The new law is a statute that would allow officers to remove firearms from people who are believed to be a danger to themselves and others.
The chairman of the D.C. city council, Phil Mendelson, says the votes are in place to pass the measure.
Ward 6 Councilmember Charles Allen explained how the law would work.
"The courts can move very quickly on the first part to temporarily remove that firearm -- often times it might be for a week or two -- giving time for a full court hearing and then the court can make a decision even up to a year if they have the full evidence and preponderance of the evidence to back that up," he said.
Allen says, if passed, the statute will allow family members, law enforcement officers and mental health professionals to go to court if they have concerns someone with access to firearms may become violent.
The statute also includes illegal firearms.

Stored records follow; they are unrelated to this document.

//! Loader collaborators
//!
//! The registry never loads anything itself. It drives an [`AsyncLoader`],
//! which starts loads, later reports their outcome through a
//! [`LoadCompletion`], and accepts advisory unloads.

pub mod mock;
pub mod source;
pub mod spawned;
pub mod store;

pub use crate::registry::LoadCompletion;
pub use mock::MockLoader;
pub use source::{AssetSource, FileSource, MemorySource};
pub use spawned::SpawnedLoader;
pub use store::{AssetStore, FetchStart, FetchToken};

use std::sync::Arc;

use crate::id::{AssetId, LoadEpisode};

/// Asynchronous, host-supplied asset loader
///
/// The registry guarantees it never calls `begin_load` twice for the same
/// asset while a load is in flight. Loaders may complete synchronously from
/// inside `begin_load` when the asset is already cached.
///
/// Both calls are made outside the registry lock, so calls for one asset
/// issued from different threads may arrive out of order: an `unload` can
/// overtake the `begin_load` it follows, and a `begin_load` can be overtaken
/// by the one of a later episode. [`LoadCompletion::episode`] and
/// [`unload_episode`](Self::unload_episode) let a loader put them back in
/// order.
pub trait AsyncLoader: Send + Sync {
    /// Whether `asset` names something this loader can load
    fn resolve(&self, asset: &AssetId) -> bool {
        !asset.is_empty()
    }

    /// Start loading `asset` and report the outcome through `completion`
    fn begin_load(&self, asset: &AssetId, completion: LoadCompletion);

    /// Drop the loader's own hold on `asset`.
    ///
    /// Fire-and-forget. Memory may be reclaimed at any later point.
    fn unload(&self, asset: &AssetId);

    /// Unload issued after the load `episode` of `asset` was dropped.
    ///
    /// The registry calls this rather than [`unload`](Self::unload). Work for
    /// `episode` or an earlier one is no longer wanted; later episodes are
    /// unaffected.
    fn unload_episode(&self, asset: &AssetId, episode: LoadEpisode) {
        let _ = episode;
        self.unload(asset)
    }
}

impl<L: AsyncLoader + ?Sized> AsyncLoader for Arc<L> {
    fn resolve(&self, asset: &AssetId) -> bool {
        (**self).resolve(asset)
    }

    fn begin_load(&self, asset: &AssetId, completion: LoadCompletion) {
        (**self).begin_load(asset, completion)
    }

    fn unload(&self, asset: &AssetId) {
        (**self).unload(asset)
    }

    fn unload_episode(&self, asset: &AssetId, episode: LoadEpisode) {
        (**self).unload_episode(asset, episode)
    }
}

impl<L: AsyncLoader + ?Sized> AsyncLoader for Box<L> {
    fn resolve(&self, asset: &AssetId) -> bool {
        (**self).resolve(asset)
    }

    fn begin_load(&self, asset: &AssetId, completion: LoadCompletion) {
        (**self).begin_load(asset, completion)
    }

    fn unload(&self, asset: &AssetId) {
        (**self).unload(asset)
    }

    fn unload_episode(&self, asset: &AssetId, episode: LoadEpisode) {
        (**self).unload_episode(asset, episode)
    }
}

#[cfg(test)]
mod tests {
    use super::*;
    use crate::RequestRegistry;

    #[test]
    fn test_loader_trait_object() {
        let mock = MockLoader::new();
        let boxed: Box<dyn AsyncLoader> = Box::new(mock.clone());
        let registry = RequestRegistry::with_loader(boxed);

        registry.request_asset("a", None).unwrap();
        assert_eq!(mock.begin_load_calls(), vec![AssetId::new("a")]);
    }

    #[test]
    fn test_default_resolve_rejects_empty() {
        struct Noop;
        impl AsyncLoader for Noop {
            fn begin_load(&self, _asset: &AssetId, _completion: LoadCompletion) {}
            fn unload(&self, _asset: &AssetId) {}
        }

        assert!(!Noop.resolve(&AssetId::new("")));
        assert!(Noop.resolve(&AssetId::new("x")));
        assert!(Arc::new(Noop).resolve(&AssetId::new("x")));
    }

    #[test]
    fn test_unload_episode_forwards_to_unload() {
        let mock = MockLoader::new();
        let shared = Arc::new(mock.clone());

        shared.unload_episode(&AssetId::new("a"), LoadEpisode::from_raw(4));
        assert_eq!(mock.unload_calls(), vec![AssetId::new("a")]);
    }
}
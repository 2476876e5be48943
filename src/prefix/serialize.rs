use std::fmt::{Display, Formatter, Result as FmtResult};

use super::types::Prefix;

impl Display for Prefix {
    fn fmt(&self, f: &mut Formatter<'_>) -> FmtResult {
        match self {
            Prefix::Server { server } => f.write_str(server),
            Prefix::User { nick, user, host } => {
                f.write_str(nick)?;
                if let Some(user) = user {
                    write!(f, "!{}", user)?;
                }
                if let Some(host) = host {
                    write!(f, "@{}", host)?;
                }
                Ok(())
            }
        }
    }
}
//! Client configuration.

use std::time::Duration;

use rand::RngExt;
#[cfg(feature = "serde")]
use serde::{Deserialize, Serialize};

use crate::caps::{default_capabilities, Capability};
use crate::transport::ReconnectOptions;

/// The public chat gateway.
pub const DEFAULT_URL: &str = "wss://irc-ws.chat.twitch.tv/";

/// Password the gateway accepts for anonymous, read-only logins.
pub const ANONYMOUS_PASSWORD: &str = "blah";

/// Login credentials. Tokens are supplied by the caller.
#[derive(Debug, Clone, PartialEq, Eq)]
#[cfg_attr(feature = "serde", derive(Serialize, Deserialize))]
pub struct Credentials {
    pub username: String,
    /// Usually `oauth:<token>`.
    pub password: String,
}

impl Credentials {
    pub fn new(username: impl Into<String>, password: impl Into<String>) -> Self {
        Self {
            username: username.into(),
            password: password.into(),
        }
    }

    /// A random `justinfanNNNNNN` identity.
    pub fn anonymous() -> Self {
        let suffix: u32 = rand::rng().random_range(0..1_000_000);
        Self::new(format!("justinfan{:06}", suffix), ANONYMOUS_PASSWORD)
    }

    pub fn is_anonymous(&self) -> bool {
        self.password == ANONYMOUS_PASSWORD && self.username.starts_with("justinfan")
    }
}

impl Default for Credentials {
    fn default() -> Self {
        Self::anonymous()
    }
}

// Whole milliseconds, saturating at `u64::MAX`.
fn millis(duration: Duration) -> u64 {
    u64::try_from(duration.as_millis()).unwrap_or(u64::MAX)
}

/// Options for a [`Client`](super::Client).
#[derive(Debug, Clone, PartialEq, Eq)]
#[cfg_attr(feature = "serde", derive(Serialize, Deserialize))]
#[cfg_attr(feature = "serde", serde(default))]
pub struct ClientOptions {
    pub auth: Credentials,
    pub url: String,
    /// Interval of the keep-alive latency probe. Zero disables it.
    pub ping_interval_ms: u64,
    /// How long handshake steps, joins and parts wait for the server.
    pub event_timeout_ms: u64,
    /// How long a latency probe waits for its PONG.
    pub ping_timeout_ms: u64,
    pub capabilities: Vec<Capability>,
    pub reconnect: ReconnectOptions,
}

impl Default for ClientOptions {
    fn default() -> Self {
        Self {
            auth: Credentials::anonymous(),
            url: DEFAULT_URL.to_string(),
            ping_interval_ms: 15_000,
            event_timeout_ms: 3_000,
            ping_timeout_ms: 5_000,
            capabilities: default_capabilities(),
            reconnect: ReconnectOptions::default(),
        }
    }
}

impl ClientOptions {
    #[must_use]
    pub fn with_auth(mut self, auth: Credentials) -> Self {
        self.auth = auth;
        self
    }

    #[must_use]
    pub fn with_url(mut self, url: impl Into<String>) -> Self {
        self.url = url.into();
        self
    }

    #[must_use]
    pub fn with_ping_interval(mut self, interval: Duration) -> Self {
        self.ping_interval_ms = millis(interval);
        self
    }

    #[must_use]
    pub fn with_event_timeout(mut self, timeout: Duration) -> Self {
        self.event_timeout_ms = millis(timeout);
        self
    }

    #[must_use]
    pub fn with_ping_timeout(mut self, timeout: Duration) -> Self {
        self.ping_timeout_ms = millis(timeout);
        self
    }

    #[must_use]
    pub fn with_capabilities(mut self, capabilities: Vec<Capability>) -> Self {
        self.capabilities = capabilities;
        self
    }

    #[must_use]
    pub fn with_reconnect(mut self, reconnect: ReconnectOptions) -> Self {
        self.reconnect = reconnect;
        self
    }

    pub fn ping_interval(&self) -> Duration {
        Duration::from_millis(self.ping_interval_ms)
    }

    pub fn event_timeout(&self) -> Duration {
        Duration::from_millis(self.event_timeout_ms)
    }

    pub fn ping_timeout(&self) -> Duration {
        Duration::from_millis(self.ping_timeout_ms)
    }
}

Under the new law, family members would be able to go to court knowing the person with access to the firearm will have immunity from prosecution for possessing it.
Maryland recently enacted a Red Flag law of its own, and police departments and sheriff's offices across the state have been carrying out court orders.
Under Allen's new Firearms Safety Omnibus Amendment Act, bump stocks would be outlawed in the District. Anyone arrested with an extended magazine would face three years in prison instead of one.
Sarah Dachos of Moms Demand Action for Gun Sense in America says the Red Flag laws in 13 states have already saved lives and she applauds what the city council is doing.
"For the council to say you know what, we passed the NEAR ACT, we are doing a lot to try to prevent gun violence and other types of violence in the city, but we still got to do more -- we are taking this seriously. Moms Demand Action for Gun Sense in America is very encouraged by that and we fully support the city council," she said.